ACTION ITEM.
Reproduce the listing exactly, so that no line differs from the original.

RAW DATA.
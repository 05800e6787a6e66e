//! A static plane supports and reflects a falling sphere without tunneling.

use std::sync::Arc;

use glam::DVec3;
use parking_lot::RwLock;

use azrael::body::{CollisionShape, RigidBody};
use azrael::command::command_queue;
use azrael::config::SimConfig;
use azrael::force_grid::ForceGrid;
use azrael::orchestrator::Orchestrator;
use azrael::store::{BodyStore, InMemoryStore};
use azrael::worker::WorkerPool;

fn rig(config: SimConfig) -> (Orchestrator, Arc<InMemoryStore>) {
    let store = Arc::new(InMemoryStore::new());
    let grid = Arc::new(RwLock::new(ForceGrid::from_config(&config.force_grid)));
    let (_sender, receiver) = command_queue(config.command_queue_capacity);
    let pool = WorkerPool::new(16, config.worker_timeout_duration());
    pool.spawn_local(2);
    let orchestrator = Orchestrator::new(
        Arc::clone(&store) as Arc<dyn BodyStore>,
        receiver,
        grid,
        pool,
        config,
    );
    (orchestrator, store)
}

#[tokio::test]
async fn sphere_bounces_and_never_tunnels() {
    let _ = tracing_subscriber::fmt().try_init();

    let config = SimConfig::default();
    let tick_travel = config.tick_period * 1.0; // |v| = 1 m/s
    let (mut orchestrator, store) = rig(config);

    let plane = store.add(RigidBody {
        inv_mass: 0.0,
        restitution: 1.0,
        friction: 0.0,
        shape: CollisionShape::StaticPlane {
            normal: DVec3::Y,
            offset: 0.0,
        },
        ..Default::default()
    });
    let sphere = store.add(RigidBody {
        position: DVec3::new(0.0, 5.0, 0.0),
        linear_velocity: DVec3::new(0.0, -1.0, 0.0),
        inv_mass: 1.0,
        restitution: 1.0,
        friction: 0.0,
        shape: CollisionShape::Sphere { radius: 1.0 },
        ..Default::default()
    });

    let mut min_center_y = f64::MAX;
    let mut bounced = false;
    // 10 simulated seconds: 4 m of approach, the bounce, and the ascent.
    for _ in 0..200 {
        orchestrator.tick().await.expect("tick");
        let body = store.get(&[sphere]).remove(&sphere).expect("body").body;
        min_center_y = min_center_y.min(body.position.y);
        if body.linear_velocity.y > 0.0 {
            bounced = true;
        }
    }

    assert!(bounced, "the sphere must reflect off the plane");
    // The lowest surface point may dip below the plane by at most one tick
    // of travel.
    assert!(
        min_center_y - 1.0 >= -tick_travel,
        "sphere tunneled: lowest surface point at {}",
        min_center_y - 1.0
    );

    let final_velocity = store.get(&[sphere])[&sphere].body.linear_velocity;
    assert!(
        (final_velocity.y - 1.0).abs() < 1e-6,
        "elastic bounce should fully reverse the approach speed, got {:?}",
        final_velocity
    );

    // The plane itself never moves and never commits.
    let plane_stored = store.get(&[plane]).remove(&plane).expect("body");
    assert_eq!(plane_stored.version, 1, "static plane must keep version 1");
    assert_eq!(plane_stored.body.position, DVec3::ZERO);
}
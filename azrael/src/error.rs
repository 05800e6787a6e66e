//! Error taxonomy for the simulation core.

use thiserror::Error;

use crate::body::BodyId;

/// Result alias used throughout the crate.
pub type SimResult<T> = Result<T, SimError>;

/// Errors raised by the simulation core.
///
/// Command-originated errors (`Validation`, `NotFound`, `Conflict`,
/// `Backpressure`, `Shutdown`) surface synchronously on the per-command reply
/// channel. Worker-level failures (`WorkerTimeout`, `Worker`) stay internal:
/// the affected bodies simply do not advance for one tick.
#[derive(Debug, Error)]
pub enum SimError {
    /// Malformed command payload (bad quaternion, negative scale, ...).
    #[error("invalid command: {0}")]
    Validation(String),

    /// The command targets a body that does not exist (or was removed).
    #[error("no such body: {0}")]
    NotFound(BodyId),

    /// Optimistic write lost the race even after retries.
    #[error("version conflict on body {0}")]
    Conflict(BodyId),

    /// The command queue is full; the caller may retry.
    #[error("command queue full")]
    Backpressure,

    /// A worker did not answer within the per-request timeout.
    #[error("worker timed out after {0:?}")]
    WorkerTimeout(std::time::Duration),

    /// A worker answered with an error or the transport to it broke.
    #[error("worker failed: {0}")]
    Worker(String),

    /// The orchestrator is shutting down; the command was not applied.
    #[error("shutting down")]
    Shutdown,

    /// Malformed frame or payload on the worker wire.
    #[error("protocol error: {0}")]
    Protocol(String),

    /// Unrecoverable condition; the orchestrator aborts its run loop.
    #[error("fatal: {0}")]
    Fatal(String),

    #[error("io error: {0}")]
    Io(#[from] std::io::Error),
}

RESULT OF THE EXERCISE.
repository 05800e6787a6e66e
//! A static plane supports and reflects a falling sphere without tunneling.

use std::sync::Arc;

use glam::DVec3;
use parking_lot::RwLock;

use azrael::body::{CollisionShape, RigidBody};
use azrael::command::command_queue;
use azrael::config::SimConfig;
use azrael::force_grid::ForceGrid;
use azrael::orchestrator::Orchestrator;
use azrael::store::{BodyStore, InMemoryStore};
use azrael::worker::WorkerPool;

fn rig(config: SimConfig) -> (Orchestrator, Arc<InMemoryStore>) {
    let store = Arc::new(InMemoryStore::new());
    let grid = Arc::new(RwLock::new(ForceGrid::from_config(&config.force_grid)));
    let (_sender, receiver) = command_queue(config.command_queue_capacity);
    let pool = WorkerPool::new(16, config.worker_timeout_duration());
    pool.spawn_local(2);
    let orchestrator = Orchestrator::new(
        Arc::clone(&store) as Arc<dyn BodyStore>,
        receiver,
        grid,
        pool,
        config,
    );
    (orchestrator, store)
}

#[tokio::test]
async fn sphere_bounces_and_never_tunnels() {
    let _ = tracing_subscriber::fmt().try_init();

    let config = SimConfig::default();
    let tick_travel = config.tick_period * 1.0; // |v| = 1 m/s
    let (mut orchestrator, store) = rig(config);

    let plane = store.add(RigidBody {
        inv_mass: 0.0,
        restitution: 1.0,
        friction: 0.0,
        shape: CollisionShape::StaticPlane {
            normal: DVec3::Y,
            offset: 0.0,
        },
        ..Default::default()
    });
    let sphere = store.add(RigidBody {
        position: DVec3::new(0.0, 5.0, 0.0),
        linear_velocity: DVec3::new(0.0, -1.0, 0.0),
        inv_mass: 1.0,
        restitution: 1.0,
        friction: 0.0,
        shape: CollisionShape::Sphere { radius: 1.0 },
        ..Default::default()
    });

    let mut min_center_y = f64::MAX;
    let mut bounced = false;
    // 10 simulated seconds: 4 m of approach, the bounce, and the ascent.
    for _ in 0..200 {
        orchestrator.tick().await.expect("tick");
        let body = store.get(&[sphere]).remove(&sphere).expect("body").body;
        min_center_y = min_center_y.min(body.position.y);
        if body.linear_velocity.y > 0.0 {
            bounced = true;
        }
    }

    assert!(bounced, "the sphere must reflect off the plane");
    // The lowest surface point may dip below the plane by at most one tick
    // of travel.
    assert!(
        min_center_y - 1.0 >= -tick_travel,
        "sphere tunneled: lowest surface point at {}",
        min_center_y - 1.0
    );

    let final_velocity = store.get(&[sphere])[&sphere].body.linear_velocity;
    assert!(
        (final_velocity.y - 1.0).abs() < 1e-6,
        "elastic bounce should fully reverse the approach speed, got {:?}",
        final_velocity
    );

    // The plane itself never moves and never commits.
    let plane_stored = store.get(&[plane]).remove(&plane).expect("body");
    assert_eq!(plane_stored.version, 1, "static plane must keep version 1");
    assert_eq!(plane_stored.body.position, DVec3::ZERO);
}
filename azrael/src/error.rs
repository 05800e6787a6e66e
//! Error taxonomy for the simulation core.

use thiserror::Error;

use crate::body::BodyId;

/// Result alias used throughout the crate.
pub type SimResult<T> = Result<T, SimError>;

/// Errors raised by the simulation core.
///
/// Command-originated errors (`Validation`, `NotFound`, `Conflict`,
/// `Backpressure`, `Shutdown`) surface synchronously on the per-command reply
/// channel. Worker-level failures (`WorkerTimeout`, `Worker`) stay internal:
/// the affected bodies simply do not advance for one tick.
#[derive(Debug, Error)]
pub enum SimError {
    /// Malformed command payload (bad quaternion, negative scale, ...).
    #[error("invalid command: {0}")]
    Validation(String),

    /// The command targets a body that does not exist (or was removed).
    #[error("no such body: {0}")]
    NotFound(BodyId),

    /// Optimistic write lost the race even after retries.
    #[error("version conflict on body {0}")]
    Conflict(BodyId),

    /// The command queue is full; the caller may retry.
    #[error("command queue full")]
    Backpressure,

    /// A worker did not answer within the per-request timeout.
    #[error("worker timed out after {0:?}")]
    WorkerTimeout(std::time::Duration),

    /// A worker answered with an error or the transport to it broke.
    #[error("worker failed: {0}")]
    Worker(String),

    /// The orchestrator is shutting down; the command was not applied.
    #[error("shutting down")]
    Shutdown,

    /// Malformed frame or payload on the worker wire.
    #[error("protocol error: {0}")]
    Protocol(String),

    /// Unrecoverable condition; the orchestrator aborts its run loop.
    #[error("fatal: {0}")]
    Fatal(String),

    #[error("io error: {0}")]
    Io(#[from] std::io::Error),
}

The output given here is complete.